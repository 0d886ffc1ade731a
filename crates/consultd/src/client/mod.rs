//! Participant connections.
//!
//! A client is one socket bound to one user in one consultation session.
//! [`attach`] resolves everything a connection needs (participants, the
//! sender's profile) and registers it with the hub. The returned
//! [`AttachedClient`] is then spawned onto a socket as two tasks:
//!
//! - the read task decodes inbound frames, persists messages and asks the
//!   hub to broadcast them
//! - the write task drains the client's bounded outbound queue onto the
//!   socket and sends heartbeat pings
//!
//! ```text
//! Connecting ──attach()──▶ Registered ──spawn()──▶ Active ──▶ Closed
//! ```
//!
//! A client is never reused once closed; a reconnect is a new client with a
//! new [`ConnectionId`].
//!
//! # Panic-Free Guarantees
//!
//! - No `.unwrap()`, `.expect()`, `panic!()`, `unreachable!()`, `todo!()`
//! - Every socket, store and hub failure ends in an unregister, never a panic

use std::fmt;
use std::sync::atomic::{AtomicU64, Ordering};
use std::sync::Arc;
use std::time::Duration;

use consult_core::{MessageStore, Participants, Profile, Role, SessionId, StoreError, UserId};
use consult_protocol::ProtocolError;
use thiserror::Error;
use tokio::sync::mpsc;
use tokio::task::JoinHandle;
use tokio_util::sync::CancellationToken;
use tracing::{debug, info, warn};

use crate::config::ChatConfig;
use crate::hub::{ClientHandle, HubError, HubHandle, OutboundFrame, Registration, RoomSnapshot};
use crate::store::Stores;
use crate::transport::{FrameReader, FrameWriter, TransportError};

mod connection;

static NEXT_CONNECTION_ID: AtomicU64 = AtomicU64::new(1);

/// Process-unique identifier of one socket connection.
///
/// Distinguishes a user's current connection from the one it replaced.
#[derive(Debug, Clone, Copy, PartialEq, Eq, Hash, PartialOrd, Ord)]
pub struct ConnectionId(u64);

impl ConnectionId {
    pub const fn new(id: u64) -> Self {
        Self(id)
    }

    /// Allocates the next id. Ids are never reused within a process.
    pub fn next() -> Self {
        Self(NEXT_CONNECTION_ID.fetch_add(1, Ordering::Relaxed))
    }

    pub const fn get(self) -> u64 {
        self.0
    }
}

impl fmt::Display for ConnectionId {
    fn fmt(&self, f: &mut fmt::Formatter<'_>) -> fmt::Result {
        write!(f, "conn-{}", self.0)
    }
}

/// An authenticated request to join a session's chat.
#[derive(Debug, Clone, Copy, PartialEq, Eq)]
pub struct ConnectRequest {
    pub session_id: SessionId,
    pub user_id: UserId,
    pub role: Role,
}

/// Errors raised while attaching or running a client.
#[derive(Debug, Error)]
pub enum ClientError {
    #[error(transparent)]
    Hub(#[from] HubError),

    /// Session lookup failed before registration
    #[error("session lookup failed: {0}")]
    Store(StoreError),

    /// A message could not be saved and was not delivered
    #[error("message not saved: {0}")]
    Persistence(StoreError),

    #[error("invalid frame: {0}")]
    Decode(#[from] ProtocolError),

    #[error(transparent)]
    Transport(#[from] TransportError),
}

impl ClientError {
    /// Text sent back to the participant in an `error` frame.
    pub fn notice(&self) -> String {
        match self {
            Self::Persistence(_) => "message could not be saved, please resend".to_string(),
            Self::Decode(e) => e.to_string(),
            other => other.to_string(),
        }
    }
}

/// Per-connection timing and limits, taken from [`ChatConfig`].
#[derive(Debug, Clone, Copy)]
pub(crate) struct ClientSettings {
    pub idle_timeout: Duration,
    pub write_timeout: Duration,
    pub heartbeat_interval: Duration,
    pub max_frame_bytes: usize,
}

impl From<&ChatConfig> for ClientSettings {
    fn from(chat: &ChatConfig) -> Self {
        Self {
            idle_timeout: chat.idle_timeout(),
            write_timeout: chat.write_timeout(),
            heartbeat_interval: chat.heartbeat_interval(),
            max_frame_bytes: chat.max_frame_bytes,
        }
    }
}

/// Identity shared by both tasks of a client.
#[derive(Clone)]
pub(crate) struct ClientContext {
    pub session_id: SessionId,
    pub user_id: UserId,
    pub connection_id: ConnectionId,
    pub hub: HubHandle,
    pub cancel: CancellationToken,
}

impl ClientContext {
    /// Removes this connection from its room. Safe to call from both tasks.
    pub async fn unregister(&self) {
        let removed = self
            .hub
            .unregister_client(self.session_id, self.user_id, self.connection_id)
            .await;
        if removed {
            info!(
                session_id = %self.session_id,
                user_id = %self.user_id,
                connection_id = %self.connection_id,
                "Client left room"
            );
        }
    }
}

/// Checks that `request` may join its session, without registering it.
///
/// Applies the same rules the hub applies at registration: the session must
/// be ongoing and the user must hold the claimed role. Nothing in the room
/// changes, so a live connection of the same user is left alone.
///
/// # Errors
///
/// - `ClientError::Hub(SessionNotOngoing)` if the session is not ongoing
/// - `ClientError::Hub(Forbidden)` if the user is not a participant in `role`
/// - `ClientError::Store` if the session is unknown or the store failed
pub async fn authorize(stores: &Stores, request: ConnectRequest) -> Result<Participants, ClientError> {
    let ConnectRequest {
        session_id,
        user_id,
        role,
    } = request;

    let participants = match stores.sessions.ongoing_participants(session_id).await {
        Ok(participants) => participants,
        Err(StoreError::SessionNotOngoing { status, .. }) => {
            debug!(session_id = %session_id, status = %status, "Session not ongoing");
            return Err(HubError::SessionNotOngoing(session_id).into());
        }
        Err(e) => return Err(ClientError::Store(e)),
    };

    if !participants.admits(user_id, role) {
        return Err(HubError::Forbidden {
            session_id,
            user_id,
        }
        .into());
    }

    Ok(participants)
}

/// Resolves and registers a connection with the hub.
///
/// The session store is queried once; a session that is not ongoing is
/// reported as `HubError::SessionNotOngoing` so callers see one error for
/// "chat already ended" whichever side noticed it. A failing profile lookup
/// does not block the connection: broadcasts are stamped as anonymous.
///
/// Registration replaces any live connection of the same user, so only call
/// this once a socket is actually on its way.
///
/// # Errors
///
/// - `ClientError::Hub(SessionNotOngoing)` if the session is not ongoing
/// - `ClientError::Hub(Forbidden)` if the user is not a participant in `role`
/// - `ClientError::Store` if the session is unknown or the store failed
pub async fn attach(
    hub: &HubHandle,
    stores: &Stores,
    chat: &ChatConfig,
    request: ConnectRequest,
) -> Result<AttachedClient, ClientError> {
    let participants = authorize(stores, request).await?;
    let ConnectRequest {
        session_id,
        user_id,
        role,
    } = request;

    let profile = match stores.profiles.profile(user_id).await {
        Ok(profile) => profile,
        Err(e) => {
            warn!(user_id = %user_id, error = %e, "Profile lookup failed, using anonymous");
            Profile::anonymous()
        }
    };

    let connection_id = ConnectionId::next();
    let (outbound_tx, outbound_rx) = mpsc::channel(chat.outbound_capacity.max(1));
    let cancel = CancellationToken::new();

    let room = hub
        .register_client(Registration {
            session_id,
            role,
            participants,
            handle: ClientHandle::new(user_id, connection_id, outbound_tx, cancel.clone()),
        })
        .await?;

    debug!(
        session_id = %session_id,
        user_id = %user_id,
        role = %role,
        connection_id = %connection_id,
        members = room.members.len(),
        "Client attached"
    );

    Ok(AttachedClient {
        guard: UnspawnedGuard::new(ClientContext {
            session_id,
            user_id,
            connection_id,
            hub: hub.clone(),
            cancel,
        }),
        role,
        profile,
        room,
        outbound: outbound_rx,
        messages: Arc::clone(&stores.messages),
        settings: ClientSettings::from(chat),
    })
}

/// Unregisters a client that is dropped before its tasks start, e.g. when
/// the upgrade future is dropped or the upgrade fails.
struct UnspawnedGuard {
    context: ClientContext,
    armed: bool,
}

impl UnspawnedGuard {
    fn new(context: ClientContext) -> Self {
        Self {
            context,
            armed: true,
        }
    }

    fn context(&self) -> &ClientContext {
        &self.context
    }

    /// Hands the context over to whoever now owns cleanup.
    fn disarm(&mut self) -> ClientContext {
        self.armed = false;
        self.context.clone()
    }
}

impl Drop for UnspawnedGuard {
    fn drop(&mut self) {
        if !self.armed {
            return;
        }

        self.context.cancel.cancel();
        debug!(
            connection_id = %self.context.connection_id,
            "Attached client dropped before spawn"
        );

        // Without a runtime the hub is gone too; the cancelled token is enough
        if let Ok(runtime) = tokio::runtime::Handle::try_current() {
            let context = self.context.clone();
            runtime.spawn(async move { context.unregister().await });
        }
    }
}

/// A registered client that does not own a socket yet.
///
/// Dropping it without [`spawn`](Self::spawn) or [`abandon`](Self::abandon)
/// still removes it from its room.
pub struct AttachedClient {
    guard: UnspawnedGuard,
    role: Role,
    profile: Profile,
    room: RoomSnapshot,
    outbound: mpsc::Receiver<OutboundFrame>,
    messages: Arc<dyn MessageStore>,
    settings: ClientSettings,
}

impl AttachedClient {
    pub fn session_id(&self) -> SessionId {
        self.guard.context().session_id
    }

    pub fn user_id(&self) -> UserId {
        self.guard.context().user_id
    }

    pub fn connection_id(&self) -> ConnectionId {
        self.guard.context().connection_id
    }

    pub fn role(&self) -> Role {
        self.role
    }

    pub fn profile(&self) -> &Profile {
        &self.profile
    }

    /// Room membership at registration time.
    pub fn room(&self) -> &RoomSnapshot {
        &self.room
    }

    /// Starts the read and write tasks on a socket.
    pub fn spawn<R, W>(mut self, reader: R, writer: W) -> ClientTasks
    where
        R: FrameReader,
        W: FrameWriter,
    {
        let context = self.guard.disarm();
        let read = tokio::spawn(connection::read_loop(
            reader,
            context.clone(),
            self.messages,
            self.profile,
            self.settings,
        ));
        let write = tokio::spawn(connection::write_loop(
            writer,
            context,
            self.outbound,
            self.settings,
        ));

        ClientTasks { read, write }
    }

    /// Gives up on a client whose socket never materialised.
    pub async fn abandon(mut self) {
        let context = self.guard.disarm();
        debug!(
            connection_id = %context.connection_id,
            "Abandoning client before socket upgrade"
        );
        context.cancel.cancel();
        context.unregister().await;
    }
}

/// Join handles of a running client.
pub struct ClientTasks {
    pub read: JoinHandle<()>,
    pub write: JoinHandle<()>,
}

impl ClientTasks {
    /// Waits until both tasks have finished.
    pub async fn join(self) {
        let (read, write) = tokio::join!(self.read, self.write);
        for result in [read, write] {
            if let Err(e) = result {
                warn!(error = %e, "Client task failed");
            }
        }
    }
}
##########
* _Activity_: Scanning the data above, count the lines in which the string "running" occurs and state only the count.

* _Answer section_: 2